Vendo a expressão relaxada dos dois, Liu Anran soube que havia vencido novamente. Na verdade, já estimava uma alta probabilidade de sucesso: raros eram os produtores que confiavam tanto em diretor e roteirista, sem intervir em nada.
— Senhor Andy, já decidimos. Podemos vender-lhe os direitos do filme. Usaremos o modelo da sua segunda proposta: cobrança baseada no número de filmagens, no máximo três — Doug Liman anunciou, sorrindo.
— Ótimo, que nossa parceria seja próspera — Liu Anran ergueu a taça, sorridente.
Por algum motivo, ao ver Liu Anran sorrir, Doug Liman lembrou-se de um pequeno animal — a raposa —, mas, ao pensar melhor, percebeu que não estava levando desvantagem.
A reunião era apenas o primeiro contato. Questões detalhadas, como cachês, ajustes do roteiro e valores de direitos autorais, ficariam para depois.
Doug, sendo diretor, sabia o quanto as gravações eram exaustivas. Após um dia de filmagens, ainda precisava preparar o dia seguinte. O importante era definir a estrutura geral; o objetivo final era realizar o filme.
Mas as preocupações de Doug não afetavam tanto Liu Anran. Se existiam, eram mínimas.
Entre todos os diretores, talvez ele fosse o mais despreocupado, podendo comparar e corrigir facilmente os detalhes do filme com as memórias que guardava.
Nos dias seguintes, ele continuou ocupado: gravava “Ligação de Emergência” durante o dia e, à noite, discutia contratos e ajustes de roteiro com Doug Liman e Tony Gilroy.
Prolongava propositalmente o início dos preparativos de “A Identidade Bourne”. Embora os investimentos pudessem ser feitos aos poucos, para um filme de cinquenta milhões ou até mais, o montante inicial ainda era significativo.
O que Liu Anran tinha no momento? As filmagens de “Ligação de Emergência” já quase o haviam deixado sem um tostão, quanto mais financiar um novo projeto.
Na verdade, foi justamente essa experiência que lhe trouxe uma nova compreensão sobre o cinema: primeiro, o quanto é necessário investir em um bom filme; segundo, a postura dos atores.
Não sabia se era regra nos Estados Unidos, mas, uma vez em cena, todos se mostravam extremamente profissionais.
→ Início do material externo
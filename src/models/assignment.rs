use serde::{Deserialize, Serialize};

/// Links a resource to a project.
///
/// A `(project_id, resource_id)` pair can only be assigned once.
#[derive(Debug, Clone, PartialEq, Eq, Serialize, Deserialize)]
pub struct ResourceProject {
    pub id: i64,
    pub project_id: i64,
    pub resource_id: i64,
    pub assigned_at: String,
}

/// Links a resource to a task.
///
/// A `(task_id, resource_id)` pair can only be assigned once.
#[derive(Debug, Clone, PartialEq, Eq, Serialize, Deserialize)]
pub struct ResourceTask {
    pub id: i64,
    pub task_id: i64,
    pub resource_id: i64,
    pub assigned_at: String,
}

#[derive(Debug, Clone, Default, Serialize, Deserialize)]
pub struct CreateResourceProjectInput {
    pub project_id: i64,
    pub resource_id: i64,
    pub assigned_at: Option<String>,
}

#[derive(Debug, Clone, Default, Serialize, Deserialize)]
pub struct UpdateResourceProjectInput {
    pub project_id: Option<i64>,
    pub resource_id: Option<i64>,
    pub assigned_at: Option<String>,
}

#[derive(Debug, Clone, Default, Serialize, Deserialize)]
pub struct CreateResourceTaskInput {
    pub task_id: i64,
    pub resource_id: i64,
    pub assigned_at: Option<String>,
}

#[derive(Debug, Clone, Default, Serialize, Deserialize)]
pub struct UpdateResourceTaskInput {
    pub task_id: Option<i64>,
    pub resource_id: Option<i64>,
    pub assigned_at: Option<String>,
}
Mesmo os papéis principais não aproveitavam o tempo livre para participar de outras produções.
Isso contrastava fortemente com sua terra natal, onde atores minimamente conhecidos costumavam aceitar vários trabalhos ao mesmo tempo. Certa vez, em uma produção que financiou, a gravação atrasou porque uma atriz ficou presa em outro set devido ao mau tempo, prejudicando todo o cronograma.
Tudo se resumia à postura profissional. Uma atitude correta não só conquista o respeito dos outros, como atrai mais oportunidades.
Claro, não que não existissem exceções. No seu próprio set havia um: Kiefer Sutherland. No futuro, soube-se que ele gostava de se impor nos bastidores, mas, talvez por ainda não ser uma grande estrela, nas conversas recentes mostrou-se bem razoável.
O interesse de Liu Anran ia além do mero bate-papo; seu tempo era precioso. Buscava, através de Kiefer Sutherland, restaurar a relação com a Fox.
Descobriu, conversando, que a FOX ainda não tinha planos de produzir “24 Horas”. Era uma chance de ouro: restaurar laços e, quem sabe, lucrar com a série.
Não se deve subestimar o potencial das séries americanas: seus direitos de exibição e outras receitas acessórias, somados, rivalizam com o faturamento de muitos filmes de sucesso. O investimento, porém, é de longo prazo, ao contrário do cinema, que permite retorno rápido.
Mais cedo ou mais tarde, entraria nesse ramo. Por ora, os custos de produção de “24 Horas” ainda não eram altos, afinal, Kiefer Sutherland não recebia, como no futuro, quarenta milhões por temporada.